"Greatness, in order to gain recognition, must all too often consent to ape greatness"
About this Quote
The subtext is less about genius than about institutions. “Recognition” isn’t a neutral spotlight; it’s a set of habits, committees, journals, prizes, critics, and social cues that reward familiar shapes. Novel work often doesn’t read as “major” until it borrows the costume of the major: the right rhetoric, the right pedigree, the right self-mythology. Even scientists feel this: the pressure to frame messy discovery as linear breakthrough, to oversell certainty, to package risk as inevitability.
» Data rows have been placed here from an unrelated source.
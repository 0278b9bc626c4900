use chrono::{DateTime, Utc};
use serde::{Deserialize, Serialize};
use sqlx::FromRow;
use uuid::Uuid;

#[derive(Debug, Clone, Copy, Serialize, Deserialize, PartialEq, Eq, PartialOrd, Ord)]
#[serde(rename_all = "UPPERCASE")]
pub enum AlertPriority {
    Low,
    Medium,
    High,
}

impl AlertPriority {
    #[must_use]
    pub fn as_str(&self) -> &'static str {
        match self {
            Self::Low => "LOW",
            Self::Medium => "MEDIUM",
            Self::High => "HIGH",
        }
    }
}

impl std::fmt::Display for AlertPriority {
    fn fmt(&self, f: &mut std::fmt::Formatter<'_>) -> std::fmt::Result {
        f.write_str(self.as_str())
    }
}

/// Immutable (except `acknowledged`) record of a detected change or a new
/// post, surfaced to the dashboard.
#[derive(Debug, Clone, Serialize, Deserialize, FromRow)]
pub struct Alert {
    pub id: Uuid,
    pub lead_id: Option<Uuid>,
    pub company_id: Option<Uuid>,
    pub reporter_user_id: Uuid,
    pub title: String,
    pub description: String,
    pub priority: String,
    pub acknowledged: bool,
    pub previous_value: Option<String>,
    pub updated_value: Option<String>,
    pub created_at: DateTime<Utc>,
}

impl Alert {
    #[must_use]
    pub fn priority(&self) -> AlertPriority {
        match self.priority.as_str() {
            "HIGH" => AlertPriority::High,
            "MEDIUM" => AlertPriority::Medium,
            _ => AlertPriority::Low,
        }
    }
}

#[cfg(test)]
mod tests {
    use super::*;

    #[test]
    fn priority_ordering_is_low_to_high() {
        assert!(AlertPriority::Low < AlertPriority::Medium);
        assert!(AlertPriority::Medium < AlertPriority::High);
    }

    #[test]
    fn priority_display_matches_wire_string() {
        assert_eq!(AlertPriority::High.to_string(), "HIGH");
    }
}
use chrono::{DateTime, Utc};
use serde::{Deserialize, Serialize};
use sqlx::FromRow;
use uuid::Uuid;

/// Dashboard operator account. Authentication itself is out of core scope
/// (see spec §1); this type exists only so `api::auth` and
/// `middleware::auth` have something concrete to issue JWTs against.
#[derive(Debug, Serialize, Deserialize, FromRow)]
pub struct User {
    pub id: Uuid,
    pub email: String,
    #[serde(skip_serializing)]
    pub password_hash: String,
    pub name: String,
    pub role: String,
    pub organization_id: Uuid,
    pub created_at: DateTime<Utc>,
    pub last_login: Option<DateTime<Utc>>,
}
use argon2::{
    password_hash::{PasswordHash, PasswordHasher, PasswordVerifier, SaltString},
    Argon2,
};
use lazy_static::lazy_static;
use rand::rngs::OsRng;
use tracing::error;

/// Argon2id hash with a fresh random salt, in PHC string form.
pub fn hash_password(plain: &str) -> anyhow::Result<String> {
    let salt = SaltString::generate(&mut OsRng);
    let argon2 = Argon2::default();
    let hash = argon2
        .hash_password(plain.as_bytes(), &salt)
        .map_err(|e| {
            error!(error = %e, "argon2 hash_password error");
            anyhow::anyhow!(e.to_string())
        })?
        .to_string();
    Ok(hash)
}

/// `Ok(false)` on mismatch; an error only when `hash` is not a PHC string.
pub fn verify_password(plain: &str, hash: &str) -> anyhow::Result<bool> {
    let parsed = PasswordHash::new(hash).map_err(|e| {
        error!(error = %e, "argon2 parse hash error");
        anyhow::anyhow!(e.to_string())
    })?;
    Ok(Argon2::default()
        .verify_password(plain.as_bytes(), &parsed)
        .is_ok())
}

lazy_static! {
    static ref DUMMY_HASH: Option<String> = hash_password("gatekeeper-dummy-password").ok();
}

/// Burns one verification for a login whose username does not exist, so an
/// unknown user and a wrong password take comparable time.
pub fn verify_dummy(plain: &str) {
    if let Some(hash) = DUMMY_HASH.as_deref() {
        let _ = verify_password(plain, hash);
    }
}
use std::net::SocketAddr;
use axum::{middleware, routing::get, Router};
use tower_http::{cors::CorsLayer, trace::TraceLayer};
use crate::state::AppState;
use crate::{auth, users};

pub fn build_app(state: AppState) -> Router {
    Router::new()
        .merge(auth::router())
        .merge(users::router())
        .route("/health", get(|| async { "ok" }))
        .layer(middleware::from_fn_with_state(
            state.clone(),
            auth::access::enforce,
        ))
        .with_state(state)
        .layer(CorsLayer::permissive())
        .layer(
            TraceLayer::new_for_http()
                .make_span_with(|req: &axum::http::Request<_>| {
                    let method = req.method().clone();
                    let uri = req.uri().clone();
                    tracing::info_span!("http_request", %method, uri = %uri, status = tracing::field::Empty)
                })
                .on_response(
                    |res: &axum::http::Response<_>,
                     _latency: std::time::Duration,
                     span: &tracing::Span| {
                        let status = res.status();
                        span.record("status", tracing::field::display(status));
                        if status.is_server_error() {
                            tracing::error!(%status, "response");
                        } else {
                            tracing::info!(%status, "response");
                        }
                    },
                ),
        )
}

pub async fn serve(app: Router) -> anyhow::Result<()> {
    let addr: SocketAddr = format!(
        "{}:{}",
        std::env::var("APP_HOST").unwrap_or_else(|_| "0.0.0.0".into()),
        std::env::var("APP_PORT").unwrap_or_else(|_| "8080".into())
    )
        .parse()?;

    tracing::info!("listening on {}", addr);
    let listener = tokio::net::TcpListener::bind(addr).await?;
    axum::serve(listener, app).await?;
    Ok(())
}
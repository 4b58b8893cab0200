use tracing::{info, warn};
use uuid::Uuid;

use crate::{
    auth::{
        password::hash_password,
        repo::UserStore,
        repo_types::{User, UserChanges},
        services::{require_email, require_password, require_username},
    },
    error::AppError,
    users::dto::UpdateUserRequest,
};

fn not_found(id: Uuid) -> AppError {
    AppError::NotFound(format!("User {id} not found"))
}

/// Validates the supplied fields and turns them into store changes.
/// Nothing is hashed or written if any field is invalid.
fn into_changes(req: UpdateUserRequest) -> Result<UserChanges, AppError> {
    let username = req.username.as_deref().map(require_username).transpose()?;
    let email = req.email.as_deref().map(require_email).transpose()?;
    let password_hash = match req.password.as_deref() {
        Some(password) => {
            require_password(password)?;
            Some(hash_password(password)?)
        }
        None => None,
    };
    Ok(UserChanges {
        username,
        email,
        password_hash,
    })
}

pub async fn get_profile(store: &dyn UserStore, caller_id: Uuid) -> Result<User, AppError> {
    store
        .find_by_id(caller_id)
        .await?
        .ok_or_else(|| {
            warn!(user_id = %caller_id, "token for a user that no longer exists");
            AppError::Unauthorized("User not found".into())
        })
}

/// Applies an update to `id`. Username/email uniqueness is checked by the
/// store against every other user.
pub async fn update_user(
    store: &dyn UserStore,
    id: Uuid,
    req: UpdateUserRequest,
) -> Result<User, AppError> {
    let changes = into_changes(req)?;
    let password_changed = changes.password_hash.is_some();
    let user = store
        .update(id, changes)
        .await
        .map_err(|e| {
            warn!(error = %e, user_id = %id, "update rejected by store");
            AppError::from(e)
        })?
        .ok_or_else(|| not_found(id))?;
    info!(user_id = %user.id, password_changed, "user updated");
    Ok(user)
}

pub async fn get_all_users(store: &dyn UserStore) -> Result<Vec<User>, AppError> {
    Ok(store.list().await?)
}

pub async fn get_user_by_id(store: &dyn UserStore, id: Uuid) -> Result<User, AppError> {
    store.find_by_id(id).await?.ok_or_else(|| not_found(id))
}

pub async fn delete_user(store: &dyn UserStore, id: Uuid) -> Result<(), AppError> {
    if !store.delete(id).await? {
        return Err(not_found(id));
    }
    info!(user_id = %id, "user deleted");
    Ok(())
}

#[cfg(test)]
mod tests {
    use super::*;
    use crate::auth::{
        memory::MemoryUserStore,
        password::verify_password,
        repo_types::{NewUser, Role},
    };

    async fn seed(store: &MemoryUserStore, username: &str) -> User {
        store
            .insert(NewUser {
                username: username.into(),
                email: format!("{username}@x.com"),
                password_hash: hash_password("old-pw").unwrap(),
                role: Role::User,
            })
            .await
            .unwrap()
    }

    #[tokio::test]
    async fn update_without_password_keeps_hash() {
        let store = MemoryUserStore::new();
        let alice = seed(&store, "alice").await;

        let updated = update_user(
            &store,
            alice.id,
            UpdateUserRequest {
                username: Some("alice2".into()),
                email: Some("Alice2@X.com".into()),
                password: None,
            },
        )
        .await
        .unwrap();
        assert_eq!(updated.username, "alice2");
        assert_eq!(updated.email, "alice2@x.com");
        assert_eq!(updated.password_hash, alice.password_hash);
        assert_eq!(updated.id, alice.id);
    }

    #[tokio::test]
    async fn update_with_password_rehashes() {
        let store = MemoryUserStore::new();
        let alice = seed(&store, "alice").await;

        let updated = update_user(
            &store,
            alice.id,
            UpdateUserRequest {
                password: Some("new-pw".into()),
                ..Default::default()
            },
        )
        .await
        .unwrap();
        assert!(verify_password("new-pw", &updated.password_hash).unwrap());
        assert!(!verify_password("old-pw", &updated.password_hash).unwrap());
    }

    #[tokio::test]
    async fn update_validates_and_detects_conflicts() {
        let store = MemoryUserStore::new();
        let alice = seed(&store, "alice").await;
        seed(&store, "bob").await;

        let err = update_user(
            &store,
            alice.id,
            UpdateUserRequest {
                email: Some("broken".into()),
                ..Default::default()
            },
        )
        .await
        .unwrap_err();
        assert!(matches!(err, AppError::BadRequest(_)));

        let err = update_user(
            &store,
            alice.id,
            UpdateUserRequest {
                username: Some("bob".into()),
                ..Default::default()
            },
        )
        .await
        .unwrap_err();
        assert!(matches!(err, AppError::Conflict(_)));

        let err = update_user(&store, Uuid::new_v4(), UpdateUserRequest::default())
            .await
            .unwrap_err();
        assert!(matches!(err, AppError::NotFound(_)));
    }

    #[tokio::test]
    async fn delete_then_lookup_is_not_found() {
        let store = MemoryUserStore::new();
        let alice = seed(&store, "alice").await;

        delete_user(&store, alice.id).await.unwrap();
        assert!(matches!(
            delete_user(&store, alice.id).await.unwrap_err(),
            AppError::NotFound(_)
        ));
        assert!(matches!(
            get_user_by_id(&store, alice.id).await.unwrap_err(),
            AppError::NotFound(_)
        ));
        assert!(matches!(
            get_profile(&store, alice.id).await.unwrap_err(),
            AppError::Unauthorized(_)
        ));
        assert!(get_all_users(&store).await.unwrap().is_empty());
    }
}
Rostand wrote in a century when science became public spectacle and political instrument, with reputations increasingly mediated by mass culture and professional bureaucracies. His aphorism anticipates our own era of personal branding, where the performance of seriousness can matter as much as substance. The irony is brutal: the truly original must mimic originality’s previous winners, reinforcing the very standards that made it hard to recognize new greatness in the first place.
Quote Details
| Topic | Wisdom |
|---|---|
| Source | Help us find the source |
| Cite |
Citation Formats
APA Style (7th ed.)
Rostand, Jean. (2026, January 18). Greatness, in order to gain recognition, must all too often consent to ape greatness. FixQuotes. https://fixquotes.com/quotes/greatness-in-order-to-gain-recognition-must-all-17842/
Chicago Style
Rostand, Jean. "Greatness, in order to gain recognition, must all too often consent to ape greatness." FixQuotes. January 18, 2026. https://fixquotes.com/quotes/greatness-in-order-to-gain-recognition-must-all-17842/.
MLA Style (9th ed.)
"Greatness, in order to gain recognition, must all too often consent to ape greatness." FixQuotes, 18 Jan. 2026, https://fixquotes.com/quotes/greatness-in-order-to-gain-recognition-must-all-17842/. Accessed 5 Feb. 2026.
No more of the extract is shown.